:: DATA EXTRACT ::
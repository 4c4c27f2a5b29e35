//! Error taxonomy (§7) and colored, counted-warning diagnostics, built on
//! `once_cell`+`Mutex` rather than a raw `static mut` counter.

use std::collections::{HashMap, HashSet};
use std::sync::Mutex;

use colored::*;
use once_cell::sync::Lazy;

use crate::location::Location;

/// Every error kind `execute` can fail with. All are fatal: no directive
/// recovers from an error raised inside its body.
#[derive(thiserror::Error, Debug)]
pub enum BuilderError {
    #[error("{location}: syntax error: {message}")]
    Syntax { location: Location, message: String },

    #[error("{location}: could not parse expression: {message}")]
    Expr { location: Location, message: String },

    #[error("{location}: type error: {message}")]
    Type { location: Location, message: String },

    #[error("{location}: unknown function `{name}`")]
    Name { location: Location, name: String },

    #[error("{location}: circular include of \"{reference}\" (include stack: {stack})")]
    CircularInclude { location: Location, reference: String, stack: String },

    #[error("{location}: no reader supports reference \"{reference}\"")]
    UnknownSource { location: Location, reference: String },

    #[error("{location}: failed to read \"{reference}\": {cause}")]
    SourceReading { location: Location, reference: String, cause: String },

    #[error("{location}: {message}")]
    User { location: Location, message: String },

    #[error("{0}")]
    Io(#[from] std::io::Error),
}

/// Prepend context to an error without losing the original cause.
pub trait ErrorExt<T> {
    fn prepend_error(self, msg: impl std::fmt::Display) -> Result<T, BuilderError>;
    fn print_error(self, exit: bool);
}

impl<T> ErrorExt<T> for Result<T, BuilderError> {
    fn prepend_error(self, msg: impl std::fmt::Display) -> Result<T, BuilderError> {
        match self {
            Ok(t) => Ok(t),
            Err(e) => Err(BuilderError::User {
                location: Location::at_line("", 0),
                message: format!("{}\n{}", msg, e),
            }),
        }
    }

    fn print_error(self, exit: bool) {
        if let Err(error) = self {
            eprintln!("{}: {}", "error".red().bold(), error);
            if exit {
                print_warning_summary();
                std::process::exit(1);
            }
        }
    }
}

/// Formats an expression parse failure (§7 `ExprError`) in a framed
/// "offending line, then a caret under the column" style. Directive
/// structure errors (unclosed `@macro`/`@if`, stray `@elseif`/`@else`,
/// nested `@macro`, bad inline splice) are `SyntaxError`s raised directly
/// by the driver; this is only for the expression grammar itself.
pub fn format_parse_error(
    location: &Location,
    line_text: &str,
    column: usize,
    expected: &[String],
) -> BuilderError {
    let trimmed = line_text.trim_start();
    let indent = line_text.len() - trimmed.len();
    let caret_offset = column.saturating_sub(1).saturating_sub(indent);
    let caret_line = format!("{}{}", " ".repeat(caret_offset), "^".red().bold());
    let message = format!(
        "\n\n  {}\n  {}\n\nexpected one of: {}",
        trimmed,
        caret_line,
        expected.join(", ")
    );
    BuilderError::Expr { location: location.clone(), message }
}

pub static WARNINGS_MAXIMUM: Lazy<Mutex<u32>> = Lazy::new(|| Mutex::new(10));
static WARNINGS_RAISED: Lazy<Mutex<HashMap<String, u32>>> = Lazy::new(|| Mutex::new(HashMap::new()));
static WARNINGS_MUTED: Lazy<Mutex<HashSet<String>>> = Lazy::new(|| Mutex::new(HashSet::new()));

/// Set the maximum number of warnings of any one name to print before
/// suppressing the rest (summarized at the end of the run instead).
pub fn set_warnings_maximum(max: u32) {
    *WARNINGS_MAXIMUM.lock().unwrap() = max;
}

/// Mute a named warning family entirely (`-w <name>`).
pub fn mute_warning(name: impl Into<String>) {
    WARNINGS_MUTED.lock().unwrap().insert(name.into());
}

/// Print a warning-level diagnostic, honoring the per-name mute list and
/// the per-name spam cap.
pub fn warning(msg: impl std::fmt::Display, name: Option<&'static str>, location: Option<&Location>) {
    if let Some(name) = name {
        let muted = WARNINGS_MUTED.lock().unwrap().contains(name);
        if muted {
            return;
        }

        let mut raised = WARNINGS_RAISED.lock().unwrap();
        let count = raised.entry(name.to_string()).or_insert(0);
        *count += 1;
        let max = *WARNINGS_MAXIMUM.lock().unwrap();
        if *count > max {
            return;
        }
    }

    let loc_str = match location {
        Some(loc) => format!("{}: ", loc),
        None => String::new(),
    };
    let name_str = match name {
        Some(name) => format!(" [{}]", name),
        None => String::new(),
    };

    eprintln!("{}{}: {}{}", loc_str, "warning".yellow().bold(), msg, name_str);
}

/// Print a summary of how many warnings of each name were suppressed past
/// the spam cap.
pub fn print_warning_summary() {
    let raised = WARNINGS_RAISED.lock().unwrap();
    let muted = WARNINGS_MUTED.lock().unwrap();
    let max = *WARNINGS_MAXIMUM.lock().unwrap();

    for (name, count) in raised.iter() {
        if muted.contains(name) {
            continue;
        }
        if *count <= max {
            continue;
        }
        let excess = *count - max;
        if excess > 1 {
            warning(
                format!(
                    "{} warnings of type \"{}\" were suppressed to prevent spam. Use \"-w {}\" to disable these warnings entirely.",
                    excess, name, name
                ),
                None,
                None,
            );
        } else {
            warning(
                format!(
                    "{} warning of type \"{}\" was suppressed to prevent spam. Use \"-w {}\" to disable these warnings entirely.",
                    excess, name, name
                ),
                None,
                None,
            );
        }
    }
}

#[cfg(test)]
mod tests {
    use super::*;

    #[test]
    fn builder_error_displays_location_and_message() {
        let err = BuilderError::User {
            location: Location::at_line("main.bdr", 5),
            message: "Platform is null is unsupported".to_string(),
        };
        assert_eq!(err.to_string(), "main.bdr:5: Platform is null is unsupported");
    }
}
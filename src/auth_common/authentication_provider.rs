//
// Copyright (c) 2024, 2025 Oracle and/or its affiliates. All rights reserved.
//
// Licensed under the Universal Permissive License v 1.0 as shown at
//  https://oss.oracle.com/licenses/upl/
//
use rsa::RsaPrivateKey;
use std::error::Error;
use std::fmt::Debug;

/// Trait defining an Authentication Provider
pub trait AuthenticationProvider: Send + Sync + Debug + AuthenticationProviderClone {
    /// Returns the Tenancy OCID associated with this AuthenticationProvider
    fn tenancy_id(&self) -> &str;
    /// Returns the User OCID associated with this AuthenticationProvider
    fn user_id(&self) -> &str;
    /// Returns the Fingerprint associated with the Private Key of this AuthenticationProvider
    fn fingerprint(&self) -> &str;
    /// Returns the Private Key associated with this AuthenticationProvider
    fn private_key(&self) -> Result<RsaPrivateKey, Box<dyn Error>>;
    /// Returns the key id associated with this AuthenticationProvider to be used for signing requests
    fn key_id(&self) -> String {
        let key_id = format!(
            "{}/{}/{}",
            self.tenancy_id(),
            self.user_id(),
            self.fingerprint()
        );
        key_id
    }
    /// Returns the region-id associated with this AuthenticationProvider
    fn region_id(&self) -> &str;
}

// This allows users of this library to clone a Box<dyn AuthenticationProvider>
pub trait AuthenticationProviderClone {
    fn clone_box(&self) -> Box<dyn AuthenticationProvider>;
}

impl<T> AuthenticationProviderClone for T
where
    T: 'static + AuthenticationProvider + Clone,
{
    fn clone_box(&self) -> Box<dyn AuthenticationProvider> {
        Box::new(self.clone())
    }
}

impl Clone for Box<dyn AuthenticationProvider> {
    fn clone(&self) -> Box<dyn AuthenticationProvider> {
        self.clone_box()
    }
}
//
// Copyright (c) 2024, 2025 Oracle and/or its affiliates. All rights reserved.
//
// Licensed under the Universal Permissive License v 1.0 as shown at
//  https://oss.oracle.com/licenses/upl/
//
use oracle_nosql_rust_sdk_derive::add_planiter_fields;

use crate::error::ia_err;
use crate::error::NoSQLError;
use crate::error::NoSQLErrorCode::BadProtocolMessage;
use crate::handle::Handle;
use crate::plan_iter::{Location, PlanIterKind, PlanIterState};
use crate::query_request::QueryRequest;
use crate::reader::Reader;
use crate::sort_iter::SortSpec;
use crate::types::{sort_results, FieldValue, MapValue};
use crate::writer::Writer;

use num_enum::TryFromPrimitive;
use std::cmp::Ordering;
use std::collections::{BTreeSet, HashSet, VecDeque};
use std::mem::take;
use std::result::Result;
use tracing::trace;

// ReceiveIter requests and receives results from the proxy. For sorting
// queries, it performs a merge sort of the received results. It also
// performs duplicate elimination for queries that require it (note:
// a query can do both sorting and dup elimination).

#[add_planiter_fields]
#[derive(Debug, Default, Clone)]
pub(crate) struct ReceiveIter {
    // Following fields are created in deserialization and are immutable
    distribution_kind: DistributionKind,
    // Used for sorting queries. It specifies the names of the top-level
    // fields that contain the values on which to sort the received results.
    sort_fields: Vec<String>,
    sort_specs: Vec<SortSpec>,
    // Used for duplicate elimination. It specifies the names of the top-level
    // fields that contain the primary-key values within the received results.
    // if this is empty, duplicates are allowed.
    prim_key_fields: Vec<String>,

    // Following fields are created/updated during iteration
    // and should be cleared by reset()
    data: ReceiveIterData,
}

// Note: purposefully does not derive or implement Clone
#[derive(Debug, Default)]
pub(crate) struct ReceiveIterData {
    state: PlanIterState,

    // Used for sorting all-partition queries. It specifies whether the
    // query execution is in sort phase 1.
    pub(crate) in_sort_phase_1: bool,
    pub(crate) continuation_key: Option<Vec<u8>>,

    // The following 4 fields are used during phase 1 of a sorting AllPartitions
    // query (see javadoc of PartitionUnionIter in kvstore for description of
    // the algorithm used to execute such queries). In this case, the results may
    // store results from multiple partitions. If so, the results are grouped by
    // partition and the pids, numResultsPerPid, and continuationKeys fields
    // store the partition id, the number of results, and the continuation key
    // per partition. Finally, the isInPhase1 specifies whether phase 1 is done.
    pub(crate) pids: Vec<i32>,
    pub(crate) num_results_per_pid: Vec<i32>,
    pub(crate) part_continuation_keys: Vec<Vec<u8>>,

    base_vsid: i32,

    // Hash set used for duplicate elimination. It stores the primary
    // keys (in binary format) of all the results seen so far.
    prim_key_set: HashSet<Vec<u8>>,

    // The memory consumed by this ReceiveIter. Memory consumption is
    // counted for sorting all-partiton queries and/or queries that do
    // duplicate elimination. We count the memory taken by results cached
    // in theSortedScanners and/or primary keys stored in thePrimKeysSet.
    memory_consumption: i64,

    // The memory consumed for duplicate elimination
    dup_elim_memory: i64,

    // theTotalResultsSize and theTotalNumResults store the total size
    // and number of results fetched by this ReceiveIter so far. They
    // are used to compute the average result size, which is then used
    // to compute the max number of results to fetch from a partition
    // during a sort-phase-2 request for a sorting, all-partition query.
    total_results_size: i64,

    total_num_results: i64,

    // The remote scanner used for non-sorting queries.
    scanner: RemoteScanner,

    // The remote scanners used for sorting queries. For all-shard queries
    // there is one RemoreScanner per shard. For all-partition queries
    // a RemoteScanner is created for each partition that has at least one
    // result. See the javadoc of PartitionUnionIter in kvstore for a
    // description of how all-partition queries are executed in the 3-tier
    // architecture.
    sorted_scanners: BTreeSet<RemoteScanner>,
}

:: THE TASK ::
Exactly as they appear, please write out the lines from the opening of the listing above down to the line containing "use crate::location::Location;", with both end lines included.

:: EXPECTED ANSWER ::
repository 4c4c27f2a5b29e35
//! Error taxonomy (§7) and colored, counted-warning diagnostics, built on
//! `once_cell`+`Mutex` rather than a raw `static mut` counter.

use std::collections::{HashMap, HashSet};
use std::sync::Mutex;

use colored::*;
use once_cell::sync::Lazy;

use crate::location::Location;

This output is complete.